REQUIRED WORK: Please filter the data below down to the lines holding the string "head".

[Stored data]
+++++
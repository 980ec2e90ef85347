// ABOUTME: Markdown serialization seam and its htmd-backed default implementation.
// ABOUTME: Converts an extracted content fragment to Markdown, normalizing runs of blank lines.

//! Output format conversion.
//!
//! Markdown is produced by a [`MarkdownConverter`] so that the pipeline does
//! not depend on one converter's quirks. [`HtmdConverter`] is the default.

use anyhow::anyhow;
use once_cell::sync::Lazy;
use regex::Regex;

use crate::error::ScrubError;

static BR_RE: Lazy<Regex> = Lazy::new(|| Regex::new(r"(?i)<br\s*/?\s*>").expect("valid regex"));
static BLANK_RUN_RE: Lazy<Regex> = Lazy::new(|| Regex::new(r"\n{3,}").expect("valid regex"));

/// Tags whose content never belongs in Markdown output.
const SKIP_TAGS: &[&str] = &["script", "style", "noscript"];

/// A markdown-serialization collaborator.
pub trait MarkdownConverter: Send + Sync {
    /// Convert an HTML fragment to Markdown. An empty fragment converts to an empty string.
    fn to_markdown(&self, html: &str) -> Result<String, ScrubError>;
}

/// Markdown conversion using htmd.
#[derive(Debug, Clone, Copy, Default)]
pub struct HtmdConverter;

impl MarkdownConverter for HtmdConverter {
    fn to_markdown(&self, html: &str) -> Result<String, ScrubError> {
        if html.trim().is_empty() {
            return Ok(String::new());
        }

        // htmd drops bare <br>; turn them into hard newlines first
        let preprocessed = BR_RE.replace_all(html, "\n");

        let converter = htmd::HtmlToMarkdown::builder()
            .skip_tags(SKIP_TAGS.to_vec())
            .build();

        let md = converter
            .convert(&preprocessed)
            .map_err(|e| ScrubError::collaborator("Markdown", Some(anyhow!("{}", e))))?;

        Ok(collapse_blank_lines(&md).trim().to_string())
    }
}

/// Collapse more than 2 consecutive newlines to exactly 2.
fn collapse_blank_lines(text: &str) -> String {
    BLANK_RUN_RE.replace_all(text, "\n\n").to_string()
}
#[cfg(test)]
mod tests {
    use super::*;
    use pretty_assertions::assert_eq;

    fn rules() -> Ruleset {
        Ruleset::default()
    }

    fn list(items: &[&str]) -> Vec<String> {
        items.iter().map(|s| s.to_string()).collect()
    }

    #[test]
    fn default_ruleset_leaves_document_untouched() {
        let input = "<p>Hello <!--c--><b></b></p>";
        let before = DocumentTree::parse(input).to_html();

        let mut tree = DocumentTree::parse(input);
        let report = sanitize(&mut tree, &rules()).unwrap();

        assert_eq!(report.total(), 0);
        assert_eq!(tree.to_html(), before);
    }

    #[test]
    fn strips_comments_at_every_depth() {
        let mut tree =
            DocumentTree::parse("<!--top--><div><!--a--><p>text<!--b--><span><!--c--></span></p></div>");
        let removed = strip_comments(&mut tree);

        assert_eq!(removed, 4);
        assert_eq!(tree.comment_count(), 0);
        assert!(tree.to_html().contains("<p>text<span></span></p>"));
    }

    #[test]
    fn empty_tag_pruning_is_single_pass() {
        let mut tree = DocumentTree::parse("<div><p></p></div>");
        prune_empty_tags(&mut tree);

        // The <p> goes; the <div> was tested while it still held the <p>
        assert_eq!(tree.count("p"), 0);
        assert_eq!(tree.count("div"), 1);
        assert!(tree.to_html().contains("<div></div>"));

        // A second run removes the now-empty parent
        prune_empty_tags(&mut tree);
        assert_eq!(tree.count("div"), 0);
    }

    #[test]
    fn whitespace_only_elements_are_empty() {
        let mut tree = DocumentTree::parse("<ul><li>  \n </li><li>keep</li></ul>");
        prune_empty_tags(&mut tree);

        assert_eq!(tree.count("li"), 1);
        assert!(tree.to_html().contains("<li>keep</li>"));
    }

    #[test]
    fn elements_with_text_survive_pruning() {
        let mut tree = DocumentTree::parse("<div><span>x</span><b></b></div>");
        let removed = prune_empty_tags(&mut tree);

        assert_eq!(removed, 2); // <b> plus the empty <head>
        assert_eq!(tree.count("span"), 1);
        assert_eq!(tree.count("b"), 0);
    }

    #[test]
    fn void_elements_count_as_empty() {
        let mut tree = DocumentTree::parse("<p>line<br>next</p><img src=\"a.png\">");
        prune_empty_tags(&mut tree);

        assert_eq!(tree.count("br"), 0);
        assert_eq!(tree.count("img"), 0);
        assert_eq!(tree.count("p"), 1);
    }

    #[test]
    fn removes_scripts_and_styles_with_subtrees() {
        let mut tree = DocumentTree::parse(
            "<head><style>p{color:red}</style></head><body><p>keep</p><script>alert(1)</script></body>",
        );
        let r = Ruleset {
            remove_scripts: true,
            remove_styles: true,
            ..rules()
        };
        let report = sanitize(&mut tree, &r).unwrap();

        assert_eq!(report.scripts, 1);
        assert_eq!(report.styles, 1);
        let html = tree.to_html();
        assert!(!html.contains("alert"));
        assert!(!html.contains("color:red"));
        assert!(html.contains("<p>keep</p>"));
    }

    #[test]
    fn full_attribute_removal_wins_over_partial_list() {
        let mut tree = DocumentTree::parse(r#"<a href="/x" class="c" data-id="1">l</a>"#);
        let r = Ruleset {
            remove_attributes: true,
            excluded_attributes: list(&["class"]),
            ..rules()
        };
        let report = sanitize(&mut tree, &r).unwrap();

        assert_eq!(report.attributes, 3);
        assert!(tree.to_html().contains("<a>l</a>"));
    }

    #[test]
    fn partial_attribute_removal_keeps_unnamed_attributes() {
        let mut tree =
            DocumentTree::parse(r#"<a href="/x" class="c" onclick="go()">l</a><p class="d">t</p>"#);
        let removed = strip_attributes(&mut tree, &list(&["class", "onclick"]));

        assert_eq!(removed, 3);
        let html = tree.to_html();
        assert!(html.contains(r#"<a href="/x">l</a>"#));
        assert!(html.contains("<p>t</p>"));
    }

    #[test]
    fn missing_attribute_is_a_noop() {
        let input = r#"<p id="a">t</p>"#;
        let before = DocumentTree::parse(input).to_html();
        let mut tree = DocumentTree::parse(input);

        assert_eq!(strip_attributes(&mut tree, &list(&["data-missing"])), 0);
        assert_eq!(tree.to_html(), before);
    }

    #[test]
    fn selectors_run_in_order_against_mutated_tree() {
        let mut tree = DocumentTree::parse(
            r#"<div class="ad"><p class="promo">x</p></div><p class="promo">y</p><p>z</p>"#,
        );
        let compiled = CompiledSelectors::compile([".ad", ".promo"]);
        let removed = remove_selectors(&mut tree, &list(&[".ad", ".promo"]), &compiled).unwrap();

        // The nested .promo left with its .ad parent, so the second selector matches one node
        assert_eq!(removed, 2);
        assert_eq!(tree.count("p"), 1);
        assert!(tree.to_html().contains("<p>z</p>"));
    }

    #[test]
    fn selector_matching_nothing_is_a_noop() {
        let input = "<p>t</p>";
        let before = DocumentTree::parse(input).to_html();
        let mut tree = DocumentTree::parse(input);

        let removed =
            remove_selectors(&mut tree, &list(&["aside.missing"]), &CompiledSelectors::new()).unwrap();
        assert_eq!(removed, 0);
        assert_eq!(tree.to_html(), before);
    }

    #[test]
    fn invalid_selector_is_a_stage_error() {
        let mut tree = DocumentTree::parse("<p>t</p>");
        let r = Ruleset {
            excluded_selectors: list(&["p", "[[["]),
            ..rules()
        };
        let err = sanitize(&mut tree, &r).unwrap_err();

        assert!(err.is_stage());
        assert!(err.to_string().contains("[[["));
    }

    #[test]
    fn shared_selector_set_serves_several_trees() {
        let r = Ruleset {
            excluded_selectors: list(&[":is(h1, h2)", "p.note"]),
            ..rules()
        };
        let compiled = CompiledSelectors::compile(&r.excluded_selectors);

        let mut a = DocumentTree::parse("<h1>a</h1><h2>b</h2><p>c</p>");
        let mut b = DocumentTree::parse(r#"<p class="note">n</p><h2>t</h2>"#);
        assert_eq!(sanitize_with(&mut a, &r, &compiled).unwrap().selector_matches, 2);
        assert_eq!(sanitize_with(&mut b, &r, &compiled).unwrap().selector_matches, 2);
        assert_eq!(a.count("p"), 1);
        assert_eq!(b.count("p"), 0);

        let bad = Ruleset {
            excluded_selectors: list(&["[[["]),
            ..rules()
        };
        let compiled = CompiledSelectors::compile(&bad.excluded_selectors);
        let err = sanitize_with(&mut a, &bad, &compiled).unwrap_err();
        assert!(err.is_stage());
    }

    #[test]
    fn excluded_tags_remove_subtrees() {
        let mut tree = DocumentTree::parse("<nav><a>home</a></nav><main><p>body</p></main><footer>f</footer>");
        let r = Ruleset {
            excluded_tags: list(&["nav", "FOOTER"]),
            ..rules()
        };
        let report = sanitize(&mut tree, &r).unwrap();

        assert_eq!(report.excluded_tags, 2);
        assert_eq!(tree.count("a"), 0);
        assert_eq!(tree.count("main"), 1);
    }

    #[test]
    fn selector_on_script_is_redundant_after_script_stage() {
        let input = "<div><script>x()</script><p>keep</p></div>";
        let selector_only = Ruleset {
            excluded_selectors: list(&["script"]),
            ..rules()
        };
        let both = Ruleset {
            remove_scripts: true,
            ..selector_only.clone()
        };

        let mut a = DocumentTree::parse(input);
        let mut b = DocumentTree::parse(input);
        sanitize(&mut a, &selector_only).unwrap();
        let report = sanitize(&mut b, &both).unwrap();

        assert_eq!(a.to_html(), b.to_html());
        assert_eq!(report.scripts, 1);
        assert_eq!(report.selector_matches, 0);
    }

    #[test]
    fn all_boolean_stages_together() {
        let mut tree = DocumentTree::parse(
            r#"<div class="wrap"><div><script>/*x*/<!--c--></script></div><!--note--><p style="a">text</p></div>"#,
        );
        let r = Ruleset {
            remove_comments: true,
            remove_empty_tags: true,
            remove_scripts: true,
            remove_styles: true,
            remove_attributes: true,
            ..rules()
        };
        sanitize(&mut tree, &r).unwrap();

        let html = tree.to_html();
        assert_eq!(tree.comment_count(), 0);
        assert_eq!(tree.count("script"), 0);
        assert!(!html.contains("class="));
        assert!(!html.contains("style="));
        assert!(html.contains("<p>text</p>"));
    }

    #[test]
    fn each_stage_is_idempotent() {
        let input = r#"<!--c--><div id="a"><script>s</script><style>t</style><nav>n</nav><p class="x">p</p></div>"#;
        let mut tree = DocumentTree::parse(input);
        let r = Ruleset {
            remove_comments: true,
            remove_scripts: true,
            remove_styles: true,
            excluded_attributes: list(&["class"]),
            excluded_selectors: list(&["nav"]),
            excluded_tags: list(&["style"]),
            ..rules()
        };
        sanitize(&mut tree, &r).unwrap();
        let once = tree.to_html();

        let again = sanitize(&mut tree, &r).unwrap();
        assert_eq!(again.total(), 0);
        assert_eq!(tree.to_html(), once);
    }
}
+++++
RESPONSE:
        assert_eq!(removed, 2); // <b> plus the empty <head>
            "<head><style>p{color:red}</style></head><body><p>keep</p><script>alert(1)</script></body>",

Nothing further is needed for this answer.